Start of RECORDS PROVIDED
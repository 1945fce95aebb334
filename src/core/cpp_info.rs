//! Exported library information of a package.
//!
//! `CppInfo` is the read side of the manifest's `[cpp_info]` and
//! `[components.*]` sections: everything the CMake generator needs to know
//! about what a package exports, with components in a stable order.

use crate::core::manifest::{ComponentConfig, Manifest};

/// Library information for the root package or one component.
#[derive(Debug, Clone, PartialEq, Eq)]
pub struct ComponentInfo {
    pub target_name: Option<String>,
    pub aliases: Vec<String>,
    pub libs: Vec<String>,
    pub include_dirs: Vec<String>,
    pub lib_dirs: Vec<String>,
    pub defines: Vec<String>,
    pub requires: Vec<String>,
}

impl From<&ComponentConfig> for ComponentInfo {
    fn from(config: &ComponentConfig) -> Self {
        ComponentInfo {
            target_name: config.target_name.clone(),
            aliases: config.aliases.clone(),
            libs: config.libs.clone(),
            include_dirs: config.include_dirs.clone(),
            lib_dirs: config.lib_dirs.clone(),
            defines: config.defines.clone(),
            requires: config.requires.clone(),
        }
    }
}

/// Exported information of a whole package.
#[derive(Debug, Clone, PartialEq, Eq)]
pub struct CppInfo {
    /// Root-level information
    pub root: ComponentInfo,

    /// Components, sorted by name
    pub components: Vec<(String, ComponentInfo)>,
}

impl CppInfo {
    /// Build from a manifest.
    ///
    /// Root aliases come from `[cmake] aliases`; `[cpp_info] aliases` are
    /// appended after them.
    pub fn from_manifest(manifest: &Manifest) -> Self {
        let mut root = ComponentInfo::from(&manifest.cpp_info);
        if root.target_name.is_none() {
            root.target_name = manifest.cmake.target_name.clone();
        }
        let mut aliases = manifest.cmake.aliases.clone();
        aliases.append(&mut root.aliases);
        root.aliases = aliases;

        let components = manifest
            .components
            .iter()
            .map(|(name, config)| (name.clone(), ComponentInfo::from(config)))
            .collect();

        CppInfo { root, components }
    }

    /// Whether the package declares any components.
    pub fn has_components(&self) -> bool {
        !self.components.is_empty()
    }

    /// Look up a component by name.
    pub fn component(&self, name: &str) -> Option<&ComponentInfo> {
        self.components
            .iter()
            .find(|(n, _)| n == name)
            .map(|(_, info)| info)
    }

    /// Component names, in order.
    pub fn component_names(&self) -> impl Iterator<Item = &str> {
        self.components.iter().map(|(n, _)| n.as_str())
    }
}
End of RECORDS PROVIDED
Please tally how many lines in the listing above contain the word "libs", and answer with the figure alone.

2